DATA FOR PROCESSING:
+++++

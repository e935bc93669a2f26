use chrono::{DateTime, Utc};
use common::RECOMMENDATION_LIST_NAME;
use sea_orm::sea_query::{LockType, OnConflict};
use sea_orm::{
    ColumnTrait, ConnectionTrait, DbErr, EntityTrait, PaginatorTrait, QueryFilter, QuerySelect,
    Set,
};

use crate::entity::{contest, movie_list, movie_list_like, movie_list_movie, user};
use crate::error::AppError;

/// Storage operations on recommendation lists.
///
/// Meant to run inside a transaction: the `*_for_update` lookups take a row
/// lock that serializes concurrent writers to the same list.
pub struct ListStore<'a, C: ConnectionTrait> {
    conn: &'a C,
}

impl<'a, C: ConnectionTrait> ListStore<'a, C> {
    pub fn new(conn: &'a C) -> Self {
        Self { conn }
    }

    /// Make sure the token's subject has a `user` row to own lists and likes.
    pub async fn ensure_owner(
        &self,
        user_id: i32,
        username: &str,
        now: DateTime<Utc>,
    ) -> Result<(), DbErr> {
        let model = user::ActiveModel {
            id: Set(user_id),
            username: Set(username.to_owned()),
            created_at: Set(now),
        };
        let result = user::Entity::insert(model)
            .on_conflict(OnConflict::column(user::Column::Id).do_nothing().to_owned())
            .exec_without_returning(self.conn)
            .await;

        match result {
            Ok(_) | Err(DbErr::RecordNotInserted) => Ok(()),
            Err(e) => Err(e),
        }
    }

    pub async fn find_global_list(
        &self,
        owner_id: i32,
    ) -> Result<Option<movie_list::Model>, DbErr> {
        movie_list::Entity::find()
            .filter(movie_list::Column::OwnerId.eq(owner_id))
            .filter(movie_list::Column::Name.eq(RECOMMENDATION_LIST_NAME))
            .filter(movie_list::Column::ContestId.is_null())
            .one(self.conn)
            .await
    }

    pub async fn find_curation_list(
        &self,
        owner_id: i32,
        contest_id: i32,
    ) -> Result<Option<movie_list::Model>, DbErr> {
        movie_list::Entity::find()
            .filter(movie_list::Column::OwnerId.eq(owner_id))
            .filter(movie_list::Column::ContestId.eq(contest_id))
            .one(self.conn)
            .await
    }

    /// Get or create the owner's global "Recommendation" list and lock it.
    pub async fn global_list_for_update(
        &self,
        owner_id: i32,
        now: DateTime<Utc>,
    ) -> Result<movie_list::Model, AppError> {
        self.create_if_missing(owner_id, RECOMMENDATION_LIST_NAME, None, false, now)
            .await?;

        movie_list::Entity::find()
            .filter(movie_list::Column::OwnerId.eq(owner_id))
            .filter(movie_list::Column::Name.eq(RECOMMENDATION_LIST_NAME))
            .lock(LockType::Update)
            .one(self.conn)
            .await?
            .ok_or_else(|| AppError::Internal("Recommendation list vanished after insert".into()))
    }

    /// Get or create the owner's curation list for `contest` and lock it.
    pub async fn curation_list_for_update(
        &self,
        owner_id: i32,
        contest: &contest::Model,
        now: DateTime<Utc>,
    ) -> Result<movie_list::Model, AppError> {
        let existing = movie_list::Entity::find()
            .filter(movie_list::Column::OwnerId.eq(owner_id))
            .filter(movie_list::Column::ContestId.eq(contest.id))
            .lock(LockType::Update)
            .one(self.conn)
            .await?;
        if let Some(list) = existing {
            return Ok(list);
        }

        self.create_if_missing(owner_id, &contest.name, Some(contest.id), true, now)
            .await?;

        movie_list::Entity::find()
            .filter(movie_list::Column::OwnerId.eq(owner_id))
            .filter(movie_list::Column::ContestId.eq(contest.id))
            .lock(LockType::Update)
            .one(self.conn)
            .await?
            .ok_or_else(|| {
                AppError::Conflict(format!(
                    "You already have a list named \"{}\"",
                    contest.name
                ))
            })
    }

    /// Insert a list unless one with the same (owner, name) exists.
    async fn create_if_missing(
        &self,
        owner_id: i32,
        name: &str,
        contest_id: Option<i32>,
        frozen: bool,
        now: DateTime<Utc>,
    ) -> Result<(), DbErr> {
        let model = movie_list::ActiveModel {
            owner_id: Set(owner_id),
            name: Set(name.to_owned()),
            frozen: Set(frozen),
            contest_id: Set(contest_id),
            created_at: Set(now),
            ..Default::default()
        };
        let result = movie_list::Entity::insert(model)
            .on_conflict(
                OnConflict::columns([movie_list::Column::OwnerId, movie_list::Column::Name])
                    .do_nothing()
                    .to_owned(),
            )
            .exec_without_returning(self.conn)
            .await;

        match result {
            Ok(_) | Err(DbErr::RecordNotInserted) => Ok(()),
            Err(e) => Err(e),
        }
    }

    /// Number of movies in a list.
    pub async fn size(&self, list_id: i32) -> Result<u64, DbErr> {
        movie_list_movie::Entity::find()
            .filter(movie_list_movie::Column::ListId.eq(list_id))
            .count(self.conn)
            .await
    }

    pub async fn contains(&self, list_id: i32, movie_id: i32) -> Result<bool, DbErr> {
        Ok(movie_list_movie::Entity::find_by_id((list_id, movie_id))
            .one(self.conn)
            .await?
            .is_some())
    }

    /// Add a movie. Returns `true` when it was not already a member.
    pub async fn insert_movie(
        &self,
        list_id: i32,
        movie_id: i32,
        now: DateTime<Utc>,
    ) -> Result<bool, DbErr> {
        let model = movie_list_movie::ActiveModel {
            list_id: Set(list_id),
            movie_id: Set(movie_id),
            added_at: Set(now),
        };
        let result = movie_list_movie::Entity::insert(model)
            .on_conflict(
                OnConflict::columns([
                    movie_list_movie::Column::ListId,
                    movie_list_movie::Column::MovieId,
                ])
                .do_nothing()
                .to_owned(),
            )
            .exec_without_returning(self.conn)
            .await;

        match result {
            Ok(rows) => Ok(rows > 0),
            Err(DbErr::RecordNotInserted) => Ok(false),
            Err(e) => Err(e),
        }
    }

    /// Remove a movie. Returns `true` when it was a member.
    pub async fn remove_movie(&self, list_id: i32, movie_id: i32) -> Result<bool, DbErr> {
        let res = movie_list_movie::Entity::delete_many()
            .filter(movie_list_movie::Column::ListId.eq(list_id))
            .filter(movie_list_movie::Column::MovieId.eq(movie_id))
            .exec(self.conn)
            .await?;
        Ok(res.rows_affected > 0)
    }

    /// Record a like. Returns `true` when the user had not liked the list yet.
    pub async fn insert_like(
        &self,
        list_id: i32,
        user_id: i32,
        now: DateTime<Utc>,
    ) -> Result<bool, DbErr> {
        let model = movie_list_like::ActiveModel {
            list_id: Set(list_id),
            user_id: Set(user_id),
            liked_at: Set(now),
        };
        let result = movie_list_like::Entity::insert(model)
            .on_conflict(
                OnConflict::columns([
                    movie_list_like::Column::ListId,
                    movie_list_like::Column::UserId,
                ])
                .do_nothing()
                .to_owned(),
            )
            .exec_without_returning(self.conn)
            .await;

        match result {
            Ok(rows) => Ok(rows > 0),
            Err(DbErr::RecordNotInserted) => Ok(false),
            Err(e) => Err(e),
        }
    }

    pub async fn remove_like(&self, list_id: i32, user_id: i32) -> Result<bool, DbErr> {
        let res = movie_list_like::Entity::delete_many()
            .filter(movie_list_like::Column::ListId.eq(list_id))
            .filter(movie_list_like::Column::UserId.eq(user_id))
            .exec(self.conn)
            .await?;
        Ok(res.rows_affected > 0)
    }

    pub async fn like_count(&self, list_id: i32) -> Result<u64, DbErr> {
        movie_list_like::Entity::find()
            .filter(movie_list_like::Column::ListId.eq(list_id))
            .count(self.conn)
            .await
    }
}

+++++

THE TASK: Copy all of the listing above exactly, please.

RESPONSE BOX:
repository e935bc93669a2f26
use chrono::{DateTime, Utc};
use common::RECOMMENDATION_LIST_NAME;
use sea_orm::sea_query::{LockType, OnConflict};
use sea_orm::{
    ColumnTrait, ConnectionTrait, DbErr, EntityTrait, PaginatorTrait, QueryFilter, QuerySelect,
    Set,
};

use crate::entity::{contest, movie_list, movie_list_like, movie_list_movie, user};
use crate::error::AppError;

/// Storage operations on recommendation lists.
///
/// Meant to run inside a transaction: the `*_for_update` lookups take a row
/// lock that serializes concurrent writers to the same list.
pub struct ListStore<'a, C: ConnectionTrait> {
    conn: &'a C,
}

impl<'a, C: ConnectionTrait> ListStore<'a, C> {
    pub fn new(conn: &'a C) -> Self {
        Self { conn }
    }

    /// Make sure the token's subject has a `user` row to own lists and likes.
    pub async fn ensure_owner(
        &self,
        user_id: i32,
        username: &str,
        now: DateTime<Utc>,
    ) -> Result<(), DbErr> {
        let model = user::ActiveModel {
            id: Set(user_id),
            username: Set(username.to_owned()),
            created_at: Set(now),
        };
        let result = user::Entity::insert(model)
            .on_conflict(OnConflict::column(user::Column::Id).do_nothing().to_owned())
            .exec_without_returning(self.conn)
            .await;

        match result {
            Ok(_) | Err(DbErr::RecordNotInserted) => Ok(()),
            Err(e) => Err(e),
        }
    }

    pub async fn find_global_list(
        &self,
        owner_id: i32,
    ) -> Result<Option<movie_list::Model>, DbErr> {
        movie_list::Entity::find()
            .filter(movie_list::Column::OwnerId.eq(owner_id))
            .filter(movie_list::Column::Name.eq(RECOMMENDATION_LIST_NAME))
            .filter(movie_list::Column::ContestId.is_null())
            .one(self.conn)
            .await
    }

    pub async fn find_curation_list(
        &self,
        owner_id: i32,
        contest_id: i32,
    ) -> Result<Option<movie_list::Model>, DbErr> {
        movie_list::Entity::find()
            .filter(movie_list::Column::OwnerId.eq(owner_id))
            .filter(movie_list::Column::ContestId.eq(contest_id))
            .one(self.conn)
            .await
    }

    /// Get or create the owner's global "Recommendation" list and lock it.
    pub async fn global_list_for_update(
        &self,
        owner_id: i32,
        now: DateTime<Utc>,
    ) -> Result<movie_list::Model, AppError> {
        self.create_if_missing(owner_id, RECOMMENDATION_LIST_NAME, None, false, now)
            .await?;

        movie_list::Entity::find()
            .filter(movie_list::Column::OwnerId.eq(owner_id))
            .filter(movie_list::Column::Name.eq(RECOMMENDATION_LIST_NAME))
            .lock(LockType::Update)
            .one(self.conn)
            .await?
            .ok_or_else(|| AppError::Internal("Recommendation list vanished after insert".into()))
    }

    /// Get or create the owner's curation list for `contest` and lock it.
    pub async fn curation_list_for_update(
        &self,
        owner_id: i32,
        contest: &contest::Model,
        now: DateTime<Utc>,
    ) -> Result<movie_list::Model, AppError> {
        let existing = movie_list::Entity::find()
            .filter(movie_list::Column::OwnerId.eq(owner_id))
            .filter(movie_list::Column::ContestId.eq(contest.id))
            .lock(LockType::Update)
            .one(self.conn)
            .await?;
        if let Some(list) = existing {
            return Ok(list);
        }

        self.create_if_missing(owner_id, &contest.name, Some(contest.id), true, now)
            .await?;

        movie_list::Entity::find()
            .filter(movie_list::Column::OwnerId.eq(owner_id))
            .filter(movie_list::Column::ContestId.eq(contest.id))
            .lock(LockType::Update)
            .one(self.conn)
            .await?
            .ok_or_else(|| {
                AppError::Conflict(format!(
                    "You already have a list named \"{}\"",
                    contest.name
                ))
            })
    }

    /// Insert a list unless one with the same (owner, name) exists.
    async fn create_if_missing(
        &self,
        owner_id: i32,
        name: &str,
        contest_id: Option<i32>,
        frozen: bool,
        now: DateTime<Utc>,
    ) -> Result<(), DbErr> {
        let model = movie_list::ActiveModel {
            owner_id: Set(owner_id),
            name: Set(name.to_owned()),
            frozen: Set(frozen),
            contest_id: Set(contest_id),
            created_at: Set(now),
            ..Default::default()
        };
        let result = movie_list::Entity::insert(model)
            .on_conflict(
                OnConflict::columns([movie_list::Column::OwnerId, movie_list::Column::Name])
                    .do_nothing()
                    .to_owned(),
            )
            .exec_without_returning(self.conn)
            .await;

        match result {
            Ok(_) | Err(DbErr::RecordNotInserted) => Ok(()),
            Err(e) => Err(e),
        }
    }

    /// Number of movies in a list.
    pub async fn size(&self, list_id: i32) -> Result<u64, DbErr> {
        movie_list_movie::Entity::find()
            .filter(movie_list_movie::Column::ListId.eq(list_id))
            .count(self.conn)
            .await
    }

    pub async fn contains(&self, list_id: i32, movie_id: i32) -> Result<bool, DbErr> {
        Ok(movie_list_movie::Entity::find_by_id((list_id, movie_id))
            .one(self.conn)
            .await?
            .is_some())
    }

    /// Add a movie. Returns `true` when it was not already a member.
    pub async fn insert_movie(
        &self,
        list_id: i32,
        movie_id: i32,
        now: DateTime<Utc>,
    ) -> Result<bool, DbErr> {
        let model = movie_list_movie::ActiveModel {
            list_id: Set(list_id),
            movie_id: Set(movie_id),
            added_at: Set(now),
        };
        let result = movie_list_movie::Entity::insert(model)
            .on_conflict(
                OnConflict::columns([
                    movie_list_movie::Column::ListId,
                    movie_list_movie::Column::MovieId,
                ])
                .do_nothing()
                .to_owned(),
            )
            .exec_without_returning(self.conn)
            .await;

        match result {
            Ok(rows) => Ok(rows > 0),
            Err(DbErr::RecordNotInserted) => Ok(false),
            Err(e) => Err(e),
        }
    }

    /// Remove a movie. Returns `true` when it was a member.
    pub async fn remove_movie(&self, list_id: i32, movie_id: i32) -> Result<bool, DbErr> {
        let res = movie_list_movie::Entity::delete_many()
            .filter(movie_list_movie::Column::ListId.eq(list_id))
            .filter(movie_list_movie::Column::MovieId.eq(movie_id))
            .exec(self.conn)
            .await?;
        Ok(res.rows_affected > 0)
    }

    /// Record a like. Returns `true` when the user had not liked the list yet.
    pub async fn insert_like(
        &self,
        list_id: i32,
        user_id: i32,
        now: DateTime<Utc>,
    ) -> Result<bool, DbErr> {
        let model = movie_list_like::ActiveModel {
            list_id: Set(list_id),
            user_id: Set(user_id),
            liked_at: Set(now),
        };
        let result = movie_list_like::Entity::insert(model)
            .on_conflict(
                OnConflict::columns([
                    movie_list_like::Column::ListId,
                    movie_list_like::Column::UserId,
                ])
                .do_nothing()
                .to_owned(),
            )
            .exec_without_returning(self.conn)
            .await;

        match result {
            Ok(rows) => Ok(rows > 0),
            Err(DbErr::RecordNotInserted) => Ok(false),
            Err(e) => Err(e),
        }
    }

    pub async fn remove_like(&self, list_id: i32, user_id: i32) -> Result<bool, DbErr> {
        let res = movie_list_like::Entity::delete_many()
            .filter(movie_list_like::Column::ListId.eq(list_id))
            .filter(movie_list_like::Column::UserId.eq(user_id))
            .exec(self.conn)
            .await?;
        Ok(res.rows_affected > 0)
    }

    pub async fn like_count(&self, list_id: i32) -> Result<u64, DbErr> {
        movie_list_like::Entity::find()
            .filter(movie_list_like::Column::ListId.eq(list_id))
            .count(self.conn)
            .await
    }
}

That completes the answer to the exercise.